Action item: Below are the records; restate word for word the lines from the first through the one containing "use mimalloc::MiMalloc;", and only those.

(Dataset entries)
━━━━

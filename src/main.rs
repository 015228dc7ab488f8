//! stompscope CLI - interactive tester for STOMP-over-WebSocket endpoints.
//!
//! This is the main binary entry point. See the `stompscope` library for
//! the core functionality.

use std::path::PathBuf;
use std::sync::atomic::AtomicBool;
use std::sync::Arc;

use anyhow::{Context, Result};
use clap::{Parser, Subcommand};
use mimalloc::MiMalloc;
use stompscope::{tui, Config, ConnectionSettings, SessionManager, StompConnector};

/// Global allocator configured per M-MIMALLOC-APPS guideline.
#[global_allocator]
static GLOBAL: MiMalloc = MiMalloc;

/// Global flag for signal-triggered shutdown (as Arc for signal-hook compatibility)
static SHUTDOWN_FLAG: std::sync::LazyLock<Arc<AtomicBool>> =
    std::sync::LazyLock::new(|| Arc::new(AtomicBool::new(false)));

// CLI
#[derive(Parser)]
#[command(name = "stompscope")]
#[command(version)]
#[command(about = "Interactive tester for STOMP-over-WebSocket (and SockJS) endpoints")]
struct Cli {
    /// Server URL (http(s):// for SockJS, ws(s):// for raw WebSocket)
    #[arg(long, global = true)]
    url: Option<String>,

    /// Auth token; enables the auth header
    #[arg(long, global = true)]
    token: Option<String>,

    /// Channel to subscribe to (repeatable); replaces configured channels
    #[arg(long = "channel", global = true)]
    channels: Vec<String>,

    #[command(subcommand)]
    command: Option<Commands>,
}

#[derive(Subcommand)]
enum Commands {
    /// Run the interactive terminal UI (default)
    Tui,
    /// Connect and print every event as a JSON line until interrupted
    Watch {
        /// Header name carrying the token
        #[arg(long)]
        auth_header: Option<String>,
    },
    /// Print the effective configuration
    Config,
}

impl Cli {
    /// Apply command-line overrides on top of the loaded config.
    fn apply(&self, config: &mut Config) {
        if let Some(url) = &self.url {
            config.url.clone_from(url);
        }
        if let Some(token) = &self.token {
            config.token.clone_from(token);
            config.use_auth = true;
        }
        if !self.channels.is_empty() {
            config.subscriptions.clone_from(&self.channels);
        }
        if let Some(Commands::Watch {
            auth_header: Some(header),
        }) = &self.command
        {
            config.auth_header.clone_from(header);
        }
    }
}

fn register_signals() -> Result<()> {
    use signal_hook::consts::signal::{SIGHUP, SIGINT, SIGTERM};
    use signal_hook::flag;
    flag::register(SIGINT, Arc::clone(&SHUTDOWN_FLAG))?;
    flag::register(SIGTERM, Arc::clone(&SHUTDOWN_FLAG))?;
    flag::register(SIGHUP, Arc::clone(&SHUTDOWN_FLAG))?;
    Ok(())
}

fn build_manager(config: &Config, runtime: &tokio::runtime::Runtime) -> SessionManager<StompConnector> {
    if config.use_auth && !config.has_token() {
        log::warn!("Auth enabled without a token; {} will be sent empty", config.auth_header);
    }
    SessionManager::new(
        StompConnector::new(runtime.handle().clone()),
        ConnectionSettings::from_config(config),
        config.subscriptions.iter().collect(),
    )
}

fn build_runtime() -> Result<tokio::runtime::Runtime> {
    tokio::runtime::Builder::new_multi_thread()
        .worker_threads(2)
        .thread_name("stompscope-io")
        .enable_all()
        .build()
        .context("Failed to start tokio runtime")
}

/// Run the interactive tester.
fn run_tui(mut config: Config) -> Result<()> {
    register_signals()?;
    let runtime = build_runtime()?;
    let manager = build_manager(&config, &runtime);

    log::info!("stompscope v{} starting TUI", env!("CARGO_PKG_VERSION"));
    let mut manager = tui::run(manager, &SHUTDOWN_FLAG)?;
    manager.disconnect();

    if config.remember {
        let settings = manager.settings();
        config.url.clone_from(&settings.url);
        config.use_auth = settings.use_auth;
        config.subscriptions = manager.subscriptions().as_slice().to_vec();
        config.save()?;
        log::info!("Saved form state");
    }

    // Give the client task a moment to send DISCONNECT.
    runtime.shutdown_timeout(std::time::Duration::from_millis(500));
    Ok(())
}

/// Run headless watch mode.
fn run_watch(config: &Config) -> Result<()> {
    register_signals()?;
    let runtime = build_runtime()?;
    let mut manager = build_manager(config, &runtime);

    eprintln!("Watching {} (Ctrl+C to stop)...", config.url);
    let stdout = std::io::stdout();
    let mut out = stdout.lock();
    stompscope::headless::run(&mut manager, &mut out, &SHUTDOWN_FLAG)?;

    runtime.shutdown_timeout(std::time::Duration::from_millis(500));
    Ok(())
}

fn log_path() -> PathBuf {
    if let Ok(path) = std::env::var("STOMPSCOPE_LOG_FILE") {
        PathBuf::from(path)
    } else if let Ok(dir) = Config::config_dir() {
        dir.join("stompscope.log")
    } else {
        std::env::temp_dir().join("stompscope.log")
    }
}

fn init_logging() -> Result<()> {
    let log_path = log_path();
    let log_file = std::fs::File::create(&log_path)
        .with_context(|| format!("Failed to create log file at {}", log_path.display()))?;
    let filter = stompscope::env::Environment::current().default_log_filter();
    env_logger::Builder::from_env(env_logger::Env::default().default_filter_or(filter))
        .target(env_logger::Target::Pipe(Box::new(log_file)))
        .format_timestamp_secs()
        .init();
    Ok(())
}

fn main() -> Result<()> {
    // Set up file logging so the TUI doesn't interfere with log output
    init_logging()?;

    // Set up panic hook to log panics and ensure terminal cleanup
    let default_hook = std::panic::take_hook();
    std::panic::set_hook(Box::new(move |panic_info| {
        log::error!("PANIC: {:?}", panic_info);
        tui::restore_terminal();
        default_hook(panic_info);
    }));

    let cli = Cli::parse();
    let mut config = Config::load()?;
    cli.apply(&mut config);

    match cli.command {
        None | Some(Commands::Tui) => run_tui(config)?,
        Some(Commands::Watch { .. }) => run_watch(&config)?,
        Some(Commands::Config) => println!("{}", serde_json::to_string_pretty(&config)?),
    }

    Ok(())
}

━━━━

Output below:
filename src/main.rs
repository 015228dc7ab488f8
//! stompscope CLI - interactive tester for STOMP-over-WebSocket endpoints.
//!
//! This is the main binary entry point. See the `stompscope` library for
//! the core functionality.

use std::path::PathBuf;
use std::sync::atomic::AtomicBool;
use std::sync::Arc;

use anyhow::{Context, Result};
use clap::{Parser, Subcommand};
use mimalloc::MiMalloc;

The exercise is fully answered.